He took it and raised it to his brow, and said:

"You should be a queen, lady!—a queen, to do your royal will towards all whom you wish to elevate. How can I thank you?"

"By accepting, in simplicity of heart, all that I and all that my noble husband will do for you. For Mr. Berners will also be very quick to recognize and prompt to reward your services to me."

Poor Sybil! in the generous exultation of her soul, she almost lost sight of the sorrows and dangers that still encompassed and threatened her.

She, in her young matronly pride and dignity, feeling ever so much older and wiser than her juvenile worshipper, took upon herself to give him much good counsel as to his conduct through life, and was still engaged in this way when two gentlemen opened the door and entered the room. They were both old acquaintances of Mrs. Berners. The first was a Mr. Fortescue, an elderly man, and a wealthy planter of the neighborhood, now holding the office of high sheriff of the county. The other was a Mr. Sheridan, a brilliant young barrister, often associated with Mr. Berners in the same lawsuit. Both these gentlemen had been frequent guests at Black Hall, both in the time of her father and of her husband.

Mr. Fortescue took off his cap, and bowed to his sometime hostess, as he said:

"Mrs. Berners, if I have come in person to serve this warrant, you will, I am sure, understand that I have assumed an unpleasant duty purely for your sake, to save you unnecessary pain."

"I comprehend and thank you, sir," answered Sybil.

"And you will at once accompany me to the magistrate's office."

"Yes, I am ready; let us go," said Sybil, rising.

"And here is Mr. Sheridan, offering himself as your counsel until you can procure better," said the high sheriff, presenting the young lawyer.

"I shall not be likely to find better, I am sure. I shall be very glad to retain Mr. Sheridan," said Sybil, frankly offering her hand to the young man.
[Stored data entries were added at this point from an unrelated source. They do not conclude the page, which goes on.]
use std::collections::{BTreeMap, BTreeSet};

use async_trait::async_trait;
use chrono::{DateTime, Utc};
use tokio::sync::Mutex;

use crate::error::{StoreError, StoreResult};
use crate::models::assignment::{Assignment, AssignmentStatus};
use crate::models::groups::{NodeGroup, SelectionPolicy};
use crate::models::monitoring::MonitoringSample;
use crate::models::node::{Node, NodeStatus};
use crate::store::StateStore;

#[derive(Default)]
struct Tables {
    nodes: BTreeMap<i64, Node>,
    groups: BTreeMap<i64, NodeGroup>,
    assignments: BTreeMap<i64, Assignment>,
    samples: Vec<MonitoringSample>,
    releases: BTreeSet<i64>,
    next_id: i64,
}

impl Tables {
    fn next_id(&mut self) -> i64 {
        self.next_id += 1;
        self.next_id
    }

    fn live_conflict(&self, a: &Assignment) -> bool {
        self.assignments
            .values()
            .any(|other| other.key() == a.key() && other.status.is_live())
    }
}

/// Process-local store with the same semantics as the PostgreSQL one.
/// Used by tests and dry runs.
#[derive(Default)]
pub struct MemoryStateStore {
    tables: Mutex<Tables>,
}

impl MemoryStateStore {
    pub fn new() -> Self {
        Self::default()
    }

    /// Every assignment, in id order.
    pub async fn all_assignments(&self) -> Vec<Assignment> {
        self.tables.lock().await.assignments.values().cloned().collect()
    }

    pub async fn sample_count(&self) -> usize {
        self.tables.lock().await.samples.len()
    }
}

#[async_trait]
impl StateStore for MemoryStateStore {
    async fn list_nodes(&self) -> StoreResult<Vec<Node>> {
        Ok(self.tables.lock().await.nodes.values().cloned().collect())
    }

    async fn get_node(&self, id: i64) -> StoreResult<Option<Node>> {
        Ok(self.tables.lock().await.nodes.get(&id).cloned())
    }

    async fn create_node(&self, node: &Node) -> StoreResult<i64> {
        let mut t = self.tables.lock().await;
        let id = t.next_id();
        let mut node = node.clone();
        node.id = id;
        t.nodes.insert(id, node);
        Ok(id)
    }

    async fn update_node(&self, node: &Node) -> StoreResult<()> {
        let mut t = self.tables.lock().await;
        match t.nodes.get_mut(&node.id) {
            Some(slot) => {
                *slot = node.clone();
                Ok(())
            }
            None => Err(StoreError::NotFound { entity: "node", id: node.id }),
        }
    }

    async fn update_node_health(&self, node: &Node) -> StoreResult<()> {
        let mut t = self.tables.lock().await;
        if let Some(slot) = t.nodes.get_mut(&node.id) {
            slot.status = node.status;
            slot.last_latency_ms = node.last_latency_ms;
            slot.uptime_pct = node.uptime_pct;
            slot.last_checked = node.last_checked;
            slot.current_load = node.current_load;
        }
        Ok(())
    }

    async fn set_node_maintenance(&self, id: i64, on: bool, status: NodeStatus) -> StoreResult<()> {
        let mut t = self.tables.lock().await;
        let slot = t
            .nodes
            .get_mut(&id)
            .ok_or(StoreError::NotFound { entity: "node", id })?;
        slot.maintenance = on;
        slot.status = status;
        Ok(())
    }

    async fn request_release(&self, node_id: i64) -> StoreResult<()> {
        let mut t = self.tables.lock().await;
        if !t.nodes.contains_key(&node_id) {
            return Err(StoreError::NotFound { entity: "node", id: node_id });
        }
        t.releases.insert(node_id);
        Ok(())
    }

    async fn take_release_requests(&self) -> StoreResult<Vec<i64>> {
        let mut t = self.tables.lock().await;
        Ok(std::mem::take(&mut t.releases).into_iter().collect())
    }

    async fn delete_node(&self, id: i64) -> StoreResult<()> {
        let mut t = self.tables.lock().await;
        t.nodes.remove(&id);
        t.releases.remove(&id);
        for group in t.groups.values_mut() {
            group.node_ids.retain(|n| *n != id);
        }
        t.samples.retain(|s| s.node_id != id);
        Ok(())
    }

    async fn list_groups(&self) -> StoreResult<Vec<NodeGroup>> {
        Ok(self.tables.lock().await.groups.values().cloned().collect())
    }

    async fn create_group(&self, name: &str, policy: SelectionPolicy) -> StoreResult<i64> {
        let mut t = self.tables.lock().await;
        if t.groups.values().any(|g| g.name == name) {
            return Err(StoreError::Conflict(format!("group {} already exists", name)));
        }
        let id = t.next_id();
        t.groups.insert(
            id,
            NodeGroup {
                id,
                name: name.to_string(),
                policy,
                node_ids: Vec::new(),
            },
        );
        Ok(id)
    }

    async fn set_group_policy(&self, group_id: i64, policy: SelectionPolicy) -> StoreResult<()> {
        let mut t = self.tables.lock().await;
        let group = t
            .groups
            .get_mut(&group_id)
            .ok_or(StoreError::NotFound { entity: "node group", id: group_id })?;
        group.policy = policy;
        Ok(())
    }

    async fn add_node_to_group(&self, node_id: i64, group_id: i64) -> StoreResult<()> {
        let mut t = self.tables.lock().await;
        if !t.nodes.contains_key(&node_id) {
            return Err(StoreError::NotFound { entity: "node", id: node_id });
        }
        let group = t
            .groups
            .get_mut(&group_id)
            .ok_or(StoreError::NotFound { entity: "node group", id: group_id })?;
        if !group.node_ids.contains(&node_id) {
            group.node_ids.push(node_id);
            group.node_ids.sort_unstable();
        }
        Ok(())
    }

    async fn remove_node_from_group(&self, node_id: i64, group_id: i64) -> StoreResult<()> {
        let mut t = self.tables.lock().await;
        if let Some(group) = t.groups.get_mut(&group_id) {
            group.node_ids.retain(|n| *n != node_id);
        }
        Ok(())
    }

    async fn delete_group(&self, group_id: i64) -> StoreResult<()> {
        self.tables.lock().await.groups.remove(&group_id);
        Ok(())
    }

    async fn get_assignment(&self, id: i64) -> StoreResult<Option<Assignment>> {
        Ok(self.tables.lock().await.assignments.get(&id).cloned())
    }

    async fn list_assignments_for_node(
        &self,
        node_id: i64,
        status: AssignmentStatus,
    ) -> StoreResult<Vec<Assignment>> {
        Ok(self
            .tables
            .lock()
            .await
            .assignments
            .values()
            .filter(|a| a.node_id == node_id && a.status == status)
            .cloned()
            .collect())
    }

    async fn list_assignments_by_status(&self, status: AssignmentStatus) -> StoreResult<Vec<Assignment>> {
        Ok(self
            .tables
            .lock()
            .await
            .assignments
            .values()
            .filter(|a| a.status == status)
            .cloned()
            .collect())
    }

    async fn count_live_assignments(&self, node_id: i64) -> StoreResult<i64> {
        Ok(self
            .tables
            .lock()
            .await
            .assignments
            .values()
            .filter(|a| a.node_id == node_id && a.status.is_live())
            .count() as i64)
    }

    async fn create_assignment(&self, assignment: &Assignment) -> StoreResult<i64> {
        let mut t = self.tables.lock().await;
        if assignment.status.is_live() && t.live_conflict(assignment) {
            return Err(StoreError::Conflict(format!(
                "subscriber {} already has a live assignment for service {}",
                assignment.subscriber_id, assignment.service_id
            )));
        }
        let id = t.next_id();
        let mut row = assignment.clone();
        row.id = id;
        t.assignments.insert(id, row);
        Ok(id)
    }

    async fn compare_and_set_assignment_status(
        &self,
        id: i64,
        expected: AssignmentStatus,
        new: AssignmentStatus,
    ) -> StoreResult<bool> {
        let mut t = self.tables.lock().await;
        let Some(row) = t.assignments.get_mut(&id) else {
            return Ok(false);
        };
        if row.status != expected {
            return Ok(false);
        }
        let now = Utc::now();
        row.status = new;
        row.migration_started_at = (new == AssignmentStatus::Migrating).then_some(now);
        row.updated_at = now;
        Ok(true)
    }

    async fn record_migration_failure(&self, id: i64, error: &str) -> StoreResult<bool> {
        let mut t = self.tables.lock().await;
        let Some(row) = t.assignments.get_mut(&id) else {
            return Ok(false);
        };
        if row.status != AssignmentStatus::Migrating {
            return Ok(false);
        }
        row.status = AssignmentStatus::Active;
        row.migration_attempts += 1;
        row.last_error = Some(error.to_string());
        row.migration_started_at = None;
        row.updated_at = Utc::now();
        Ok(true)
    }

    async fn complete_migration(&self, old_id: i64, replacement: &Assignment) -> StoreResult<Assignment> {
        let mut t = self.tables.lock().await;
        match t.assignments.get(&old_id) {
            Some(old) if old.status == AssignmentStatus::Migrating => {}
            _ => {
                return Err(StoreError::Conflict(format!(
                    "assignment {} is no longer migrating",
                    old_id
                )));
            }
        }

        let now = Utc::now();
        let id = t.next_id();
        let mut created = replacement.clone();
        created.id = id;
        created.status = AssignmentStatus::Active;
        created.migration_attempts = 0;
        created.last_error = None;
        created.migration_started_at = None;
        created.created_at = now;
        created.updated_at = now;

        if let Some(old) = t.assignments.get_mut(&old_id) {
            old.status = AssignmentStatus::Inactive;
            old.migration_started_at = None;
            old.updated_at = now;
        }
        t.assignments.insert(id, created.clone());
        Ok(created)
    }

    async fn append_samples(&self, samples: &[MonitoringSample]) -> StoreResult<()> {
        let mut t = self.tables.lock().await;
        for s in samples {
            let id = t.next_id();
            let mut row = s.clone();
            row.id = id;
            t.samples.push(row);
        }
        Ok(())
    }

    async fn samples_between(
        &self,
        node_id: i64,
        from: DateTime<Utc>,
        to: DateTime<Utc>,
    ) -> StoreResult<Vec<MonitoringSample>> {
        let t = self.tables.lock().await;
        let mut out: Vec<MonitoringSample> = t
            .samples
            .iter()
            .filter(|s| s.node_id == node_id && s.recorded_at >= from && s.recorded_at < to)
            .cloned()
            .collect();
        out.sort_by_key(|s| (s.recorded_at, s.id));
        Ok(out)
    }

    async fn purge_samples_before(&self, cutoff: DateTime<Utc>) -> StoreResult<u64> {
        let mut t = self.tables.lock().await;
        let before = t.samples.len();
        t.samples.retain(|s| s.recorded_at >= cutoff);
        Ok((before - t.samples.len()) as u64)
    }
}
"It is not a pleasant visit, Mrs. Berners, this one to Mr. Hawkin's office; but it will only be a preliminary examination, and I will do what I can to make it a brief one," explained Mr. Sheridan, as he offered his arm to his client to conduct her from the room.

Sybil drew her veil over her face, and leaning on the arm of her counsel, was about to follow the sheriff, who had gone before, when she happened to think of her devoted young worshipper, who was standing disconsolately near the judge's desk.

"Stay here until I return, dear Raphael," she said, with a pleasant smile, and then passed from the room.

They took her to an office under the hotel, where the sitting magistrate was ready to hear the case.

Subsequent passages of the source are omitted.